From June 1996 until Friday 10 April 1998, that was the Good Friday of that year, I had the honour to co-chair certain parts of the negotiations on Northern Ireland together with Senator George Mitchell of USA and General John de Chastelain of Canada. During these talks, the Autonomy and international status of the Åland Islands was often on my mind. Not that I would have referred to the Åland example at any time in official discussions. That would not have been compatible with the role of the Independent Chair. The Chairmen were not to have any ready-made solution for a settlement. Having the Åland Island on my mind I did not imply an effort from my part officially to sell these concepts to the parties taking part in the talks. But the prolonged negotiations process provided ample opportunities to have informal discussions with the parties involved. Besides listening and discussing I naturally elaborated on our own experiences of conflict resolution in our own part of Europe. The Office of the Independent Chairmen also produced and provided information in writing on the example of the Åland Islands. It has to be said that information also was prepared and distributed on the institutional and practical co-operation between the Nordic Countries as well. I also understood that our information in writing was a real selling article in the corridors of the Stormont Castle Buildings. It is evident that some parts of the Nordic concept can be found in the Belfast Agreement. The Åland Islands for their part might well have influenced the thinking of the negotiators as an example of autonomy in an international and constitutional framework.

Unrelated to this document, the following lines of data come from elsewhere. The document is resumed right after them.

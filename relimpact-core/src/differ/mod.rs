//! Symbol diff engine for comparing API snapshots.
//!
//! Produces a categorized [`ChangeSet`] from two [`Snapshot`](crate::types::Snapshot)s:
//!
//! - **Packages** added or removed wholesale
//! - **Functions, variables, constants** added or removed per package
//! - **Types** added or removed per package
//! - **Fields and methods** added or removed per (package, type)
//!
//! Every removal is classified as breaking. Comparison is exact string
//! identity on the normalized signatures produced by the extractor.
//!
//! # Example
//!
//! ```
//! use relimpact_core::differ::{diff, Category, Direction};
//! use relimpact_core::types::{ApiUnit, Snapshot};
//!
//! let mut old = Snapshot::new();
//! old.insert("p", ApiUnit::new().with_function("Foo()"));
//! let mut new = Snapshot::new();
//! new.insert("p", ApiUnit::new().with_function("Foo()").with_function("Bar()"));
//!
//! let changes = diff(&old, &new);
//! assert_eq!(changes.count(Direction::Added, Category::Function), 1);
//! assert!(!changes.has_breaking_changes());
//! ```

pub mod changes;
pub mod symbols;

pub use changes::{Category, ChangeItem, ChangeSet, Direction, Scope, SummaryRow};
pub use symbols::diff;
#[cfg(test)]
mod tests {
    use super::*;
    use crate::types::ApiUnit;
    use std::path::PathBuf;
    use std::sync::Mutex;
    use tempfile::TempDir;

    /// Hands out pre-created directories per ref and records cleanups.
    struct FakeProvisioner {
        dirs: Vec<(String, PathBuf)>,
        cleaned: Mutex<Vec<PathBuf>>,
    }

    impl WorkingCopyProvisioner for FakeProvisioner {
        fn checkout(&self, _repo: &Path, git_ref: &str) -> Result<PathBuf> {
            self.dirs
                .iter()
                .find(|(r, _)| r == git_ref)
                .map(|(_, p)| p.clone())
                .ok_or_else(|| RelimpactError::provision(git_ref, "unknown ref"))
        }

        fn cleanup(&self, _repo: &Path, path: &Path) -> Result<()> {
            self.cleaned.lock().unwrap().push(path.to_path_buf());
            Ok(())
        }

        fn state_id(&self, path: &Path) -> Result<String> {
            Ok(path.file_name().unwrap().to_string_lossy().into_owned())
        }
    }

    /// Reads the unit list from `units.txt` in the working copy.
    struct FileExtractor;

    impl SymbolExtractor for FileExtractor {
        fn extract(&self, dir: &Path) -> Result<Snapshot> {
            let text = std::fs::read_to_string(dir.join("units.txt"))?;
            Ok(text
                .lines()
                .map(|line| (line.to_string(), ApiUnit::new()))
                .collect())
        }

        fn cache_namespace(&self) -> String {
            "units-file".to_string()
        }
    }

    struct StaticLister(Vec<(String, String)>);

    impl ChangeLister for StaticLister {
        fn changed_paths(&self, _: &Path, _: &str, _: &str) -> Result<Vec<(String, String)>> {
            Ok(self.0.clone())
        }
    }

    fn fixture() -> (TempDir, PathBuf, PathBuf) {
        let root = TempDir::new().unwrap();
        let old = root.path().join("old");
        let new = root.path().join("new");
        std::fs::create_dir_all(&old).unwrap();
        std::fs::create_dir_all(&new).unwrap();
        std::fs::write(old.join("units.txt"), "a\nb\n").unwrap();
        std::fs::write(new.join("units.txt"), "b\nc\n").unwrap();
        std::fs::write(new.join("README.md"), "# Hello\n").unwrap();
        (root, old, new)
    }

    fn pipeline(old: &Path, new: &Path, mode: ExecutionMode) -> Pipeline {
        let provisioner = FakeProvisioner {
            dirs: vec![
                ("v1".to_string(), old.to_path_buf()),
                ("v2".to_string(), new.to_path_buf()),
            ],
            cleaned: Mutex::new(Vec::new()),
        };
        let lister = StaticLister(vec![("A".to_string(), "schema.sql".to_string())]);
        Pipeline::new(provisioner, FileExtractor, lister).with_options(PipelineOptions {
            mode,
            ..Default::default()
        })
    }

    #[test]
    fn test_run_merges_all_sections() {
        let (_root, old, new) = fixture();
        let report = pipeline(&old, &new, ExecutionMode::Parallel)
            .run(Path::new("."), "v1", "v2")
            .unwrap();

        assert_eq!(report.old_ref, "v1");
        assert_eq!(report.api.added.len(), 1);
        assert_eq!(report.api.added[0].value, "c");
        assert_eq!(report.api.removed[0].value, "a");
        assert_eq!(report.docs.len(), 1);
        assert_eq!(report.docs[0].file, "README.md");
        assert!(!report.auxiliary.is_empty());
    }

    #[test]
    fn test_modes_agree() {
        let (_root, old, new) = fixture();
        let parallel = pipeline(&old, &new, ExecutionMode::Parallel)
            .render(Path::new("."), "v1", "v2", ReportFormat::Markdown)
            .unwrap();
        let sequential = pipeline(&old, &new, ExecutionMode::Sequential)
            .render(Path::new("."), "v1", "v2", ReportFormat::Markdown)
            .unwrap();
        assert_eq!(parallel, sequential);
    }

    #[test]
    fn test_diff_branch_completion_order_does_not_matter() {
        let (_root, old, new) = fixture();
        let baseline = pipeline(&old, &new, ExecutionMode::Sequential)
            .render(Path::new("."), "v1", "v2", ReportFormat::Markdown)
            .unwrap();

        // Every finishing order of the api, docs and auxiliary branches.
        let orders = [
            [0, 15, 30],
            [0, 30, 15],
            [15, 0, 30],
            [15, 30, 0],
            [30, 0, 15],
            [30, 15, 0],
        ];
        for delays in orders {
            let output = pipeline(&old, &new, ExecutionMode::Parallel)
                .with_diff_delays(delays)
                .render(Path::new("."), "v1", "v2", ReportFormat::Markdown)
                .unwrap();
            assert_eq!(output, baseline, "diff delays {:?} changed the report", delays);
        }
    }

    #[test]
    fn test_unknown_ref_fails() {
        let (_root, old, new) = fixture();
        let result = pipeline(&old, &new, ExecutionMode::Parallel).run(Path::new("."), "v1", "v9");
        assert!(matches!(result, Err(RelimpactError::Provision { .. })));
    }

    #[test]
    fn test_cache_is_populated() {
        let (root, old, new) = fixture();
        let cache = SnapshotCache::new(root.path().join("cache"));
        let pipeline = pipeline(&old, &new, ExecutionMode::Sequential).with_options(PipelineOptions {
            mode: ExecutionMode::Sequential,
            cache: Some(cache.clone()),
            ..Default::default()
        });

        pipeline.run(Path::new("."), "v1", "v2").unwrap();

        let cached = cache.get(&cache_key("units-file", "old")).unwrap();
        assert!(cached.get("a").is_some());
        assert!(cache.get(&cache_key("units-file", "new")).is_some());
        assert!(cache.get("old").is_none());
    }

    #[test]
    fn test_execution_mode_from_str() {
        assert_eq!("parallel".parse::<ExecutionMode>(), Ok(ExecutionMode::Parallel));
        assert_eq!("Sequential".parse::<ExecutionMode>(), Ok(ExecutionMode::Sequential));
        assert!("async".parse::<ExecutionMode>().is_err());
    }
}
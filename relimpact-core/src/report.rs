//! Report assembly and rendering.
//!
//! A [`Report`] is the merged result of one pipeline run. Rendering only reads
//! it; any ordering beyond what the diff engines already guarantee is applied
//! to private copies.

use std::collections::BTreeMap;
use std::fmt::Write as _;
use std::str::FromStr;

use serde::Serialize;
use tabled::{
    builder::Builder,
    settings::{object::Columns, style::Style, Alignment, Modify},
};

use crate::auxiliary::{AuxAction, AuxiliaryReport};
use crate::differ::{Category, ChangeSet, Direction, SummaryRow};
use crate::docs::DocDiff;
use crate::error::Result;

/// Merged output of the three diff stages.
#[derive(Debug, Clone, PartialEq, Eq, Serialize)]
pub struct Report {
    pub old_ref: String,
    pub new_ref: String,
    pub api: ChangeSet,
    pub docs: Vec<DocDiff>,
    pub auxiliary: AuxiliaryReport,
}

/// Output format for a rendered report.
#[derive(Debug, Clone, Copy, PartialEq, Eq, Default)]
pub enum ReportFormat {
    #[default]
    Markdown,
    Json,
}

impl ReportFormat {
    pub fn as_str(&self) -> &'static str {
        match self {
            ReportFormat::Markdown => "markdown",
            ReportFormat::Json => "json",
        }
    }
}

impl FromStr for ReportFormat {
    type Err = String;

    fn from_str(s: &str) -> std::result::Result<Self, Self::Err> {
        match s.to_lowercase().as_str() {
            "markdown" | "md" => Ok(ReportFormat::Markdown),
            "json" => Ok(ReportFormat::Json),
            _ => Err(format!("Unknown report format: {}", s)),
        }
    }
}

/// Render in the requested format.
pub fn render(report: &Report, format: ReportFormat) -> Result<String> {
    match format {
        ReportFormat::Markdown => Ok(render_markdown(report)),
        ReportFormat::Json => render_json(report),
    }
}

#[derive(Serialize)]
struct JsonReport<'a> {
    old_ref: &'a str,
    new_ref: &'a str,
    summary: Vec<JsonSummaryRow>,
    total_changes: usize,
    breaking_changes: usize,
    api: &'a ChangeSet,
    docs: &'a [DocDiff],
    auxiliary: &'a AuxiliaryReport,
}

#[derive(Serialize)]
struct JsonSummaryRow {
    kind: String,
    count: usize,
}

/// Pretty-printed JSON with the summary counts precomputed.
pub fn render_json(report: &Report) -> Result<String> {
    let view = JsonReport {
        old_ref: &report.old_ref,
        new_ref: &report.new_ref,
        summary: report
            .api
            .summary()
            .iter()
            .map(|row| JsonSummaryRow {
                kind: row.name(),
                count: row.count,
            })
            .collect(),
        total_changes: report.api.total(),
        breaking_changes: report.api.breaking_count(),
        api: &report.api,
        docs: &report.docs,
        auxiliary: &report.auxiliary,
    };
    Ok(serde_json::to_string_pretty(&view)?)
}

/// Markdown document with sections API, Documentation, Other Files, in that order.
pub fn render_markdown(report: &Report) -> String {
    let mut out = String::new();

    let _ = writeln!(out, "# Release Impact Report\n");
    let _ = writeln!(
        out,
        "Changes from `{}` to `{}`.\n",
        report.old_ref, report.new_ref
    );

    write_api_section(&mut out, &report.api);
    out.push('\n');
    write_docs_section(&mut out, &report.docs);
    out.push('\n');
    write_auxiliary_section(&mut out, &report.auxiliary);

    out
}

fn write_api_section(out: &mut String, api: &ChangeSet) {
    let packages_added = sorted_values(api, Direction::Added, Category::Package);
    let packages_removed = sorted_values(api, Direction::Removed, Category::Package);

    out.push_str("## API Changes\n\n");
    out.push_str("- [Summary](#summary)\n");
    out.push_str("- [Breaking Changes](#breaking-changes)\n");
    if !packages_added.is_empty() {
        out.push_str("- [Packages Added](#packages-added)\n");
    }
    if !packages_removed.is_empty() {
        out.push_str("- [Packages Removed](#packages-removed)\n");
    }
    out.push_str("- [Package Changes](#package-changes)\n");

    let rows = api.summary();
    out.push_str("\n### Summary\n\n");
    out.push_str(&summary_table(&rows, api.total()));
    out.push('\n');

    out.push_str("\n### Breaking Changes\n\n");
    let breaking: Vec<&SummaryRow> = rows
        .iter()
        .filter(|row| row.direction.is_breaking() && row.count > 0)
        .collect();
    if breaking.is_empty() {
        out.push_str("_No breaking changes detected._\n");
    } else {
        for row in breaking {
            let _ = writeln!(out, "- {}: **{}**", row.name(), row.count);
        }
    }

    write_package_list(out, "Packages Added", &packages_added);
    write_package_list(out, "Packages Removed", &packages_removed);

    out.push_str("\n### Package Changes\n");
    let grouped = group_by_package(api);
    if grouped.is_empty() {
        out.push_str("\n_No package changes detected._\n");
        return;
    }
    for (unit, buckets) in grouped {
        let _ = writeln!(out, "\n#### Package `{}`\n", unit);
        out.push_str("<details>\n<summary>Click to expand</summary>\n\n");
        for (label, mut values) in buckets {
            values.sort_unstable();
            let _ = writeln!(out, "- {}:", label);
            for value in values {
                let _ = writeln!(out, "    - {}", value);
            }
        }
        out.push_str("\n</details>\n");
    }
}

fn summary_table(rows: &[SummaryRow], total: usize) -> String {
    let mut builder = Builder::default();
    builder.push_record(["Kind of Change", "Count"]);
    for row in rows {
        builder.push_record([row.name(), row.count.to_string()]);
    }
    builder.push_record(["Total Changes".to_string(), total.to_string()]);

    let mut table = builder.build();
    table.with(Style::markdown());
    table.with(Modify::new(Columns::single(1)).with(Alignment::right()));
    table.to_string()
}

fn sorted_values(api: &ChangeSet, direction: Direction, category: Category) -> Vec<&str> {
    let mut values: Vec<&str> = api
        .filter(direction, category)
        .into_iter()
        .map(|item| item.value.as_str())
        .collect();
    values.sort_unstable();
    values
}

fn write_package_list(out: &mut String, title: &str, packages: &[&str]) {
    if packages.is_empty() {
        return;
    }
    let _ = writeln!(out, "\n### {}\n", title);
    for package in packages {
        let _ = writeln!(out, "- `{}`", package);
    }
}

/// unit -> "Added Funcs" style bucket label -> values
fn group_by_package(api: &ChangeSet) -> BTreeMap<&str, BTreeMap<String, Vec<&str>>> {
    let mut grouped: BTreeMap<&str, BTreeMap<String, Vec<&str>>> = BTreeMap::new();

    for direction in [Direction::Added, Direction::Removed] {
        for item in api.items(direction) {
            if item.category == Category::Package {
                continue;
            }
            grouped
                .entry(item.scope.unit.as_str())
                .or_default()
                .entry(format!("{} {}", direction.as_str(), item.label()))
                .or_default()
                .push(item.value.as_str());
        }
    }

    grouped
}

fn write_docs_section(out: &mut String, docs: &[DocDiff]) {
    out.push_str("## Documentation Changes\n\n");

    if docs.is_empty() {
        out.push_str("_No documentation changes detected._\n");
        return;
    }

    let mut docs: Vec<&DocDiff> = docs.iter().collect();
    docs.sort_by(|a, b| a.file.cmp(&b.file));

    for doc in docs {
        let _ = writeln!(out, "### Doc File Changes: **`{}`**\n", doc.file);
        write_doc_list(out, "Headings added", &doc.headings_added);
        write_doc_list(out, "Headings removed", &doc.headings_removed);
        write_doc_list(out, "Links added", &doc.links_added);
        write_doc_list(out, "Links removed", &doc.links_removed);
        write_doc_list(out, "Images added", &doc.images_added);
        write_doc_list(out, "Images removed", &doc.images_removed);

        if !doc.section_changes.is_empty() {
            out.push_str("#### Section Word Count Changes:\n");
            for change in &doc.section_changes {
                let _ = writeln!(out, "{}", change);
            }
            out.push('\n');
        }
    }
}

fn write_doc_list(out: &mut String, title: &str, values: &[String]) {
    if values.is_empty() {
        return;
    }
    let _ = writeln!(out, "#### {}:", title);
    for value in values {
        let _ = writeln!(out, "- {}", value);
    }
    out.push('\n');
}

fn write_auxiliary_section(out: &mut String, auxiliary: &AuxiliaryReport) {
    out.push_str("## Other Files Changes\n\n");

    if auxiliary.is_empty() {
        out.push_str("_No other file changes detected._\n");
        return;
    }

    for (extension, actions) in &auxiliary.groups {
        let _ = writeln!(out, "### `{}`\n", extension);
        for action in AuxAction::ALL {
            let Some(paths) = actions.get(&action) else {
                continue;
            };
            if paths.is_empty() {
                continue;
            }
            let _ = writeln!(out, "- {}:", action.as_str());
            for path in paths {
                let _ = writeln!(out, "  - {}", path);
            }
            out.push('\n');
        }
    }
}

While I was the Prime Minister of Finland some ten years ago the proposal on introducing a new Self-Governing legislation for the Åland Islands, also mentioned by Professor Koskenniemi, caused an animated debate in the Finnish Parliament. On more than one occasion the intervention of the Prime Minister was needed to clarify the needs for a reform of the rules governing the autonomy without touching the very core of the constitutional and international status of the Islands. My message in those days to colleagues in the Government and in the Parliament being sceptic to a consolidation of the Autonomy has remained unchanged until today: a society and a nation that claims to be civilised can afford and must have the political capacity to defend and to develop the rights of its minorities. This is something similar to what Professor Woodward mentioned in her contribution just a while ago.

I wish to express my gratitude to the organisers of the seminar, to the Permanent Representation of Finland and especially to the Provincial Government of Åland, for this opportunity to get information on both the Province and its unique autonomy. It has been a pleasure to follow the excellent and thought-raising presentations and the open discussion concerning both the experience gained and the future challenges. I sincerely believe that this seminar has fulfilled its purpose - it has given food for thought with regard to the possibility of resolving regional or ethnic conflicts in the light of the example provided by Åland, taking advantage of the benefits relating to regional autonomy, neutrality and demilitarisation.

Ladies and gentlemen, several regions of the world are still taking the first steps in their efforts towards a lasting peaceful governance. I hope that the thoughts we have raised during this seminar will be forwarded to those regions, in order to contribute to their search for solutions.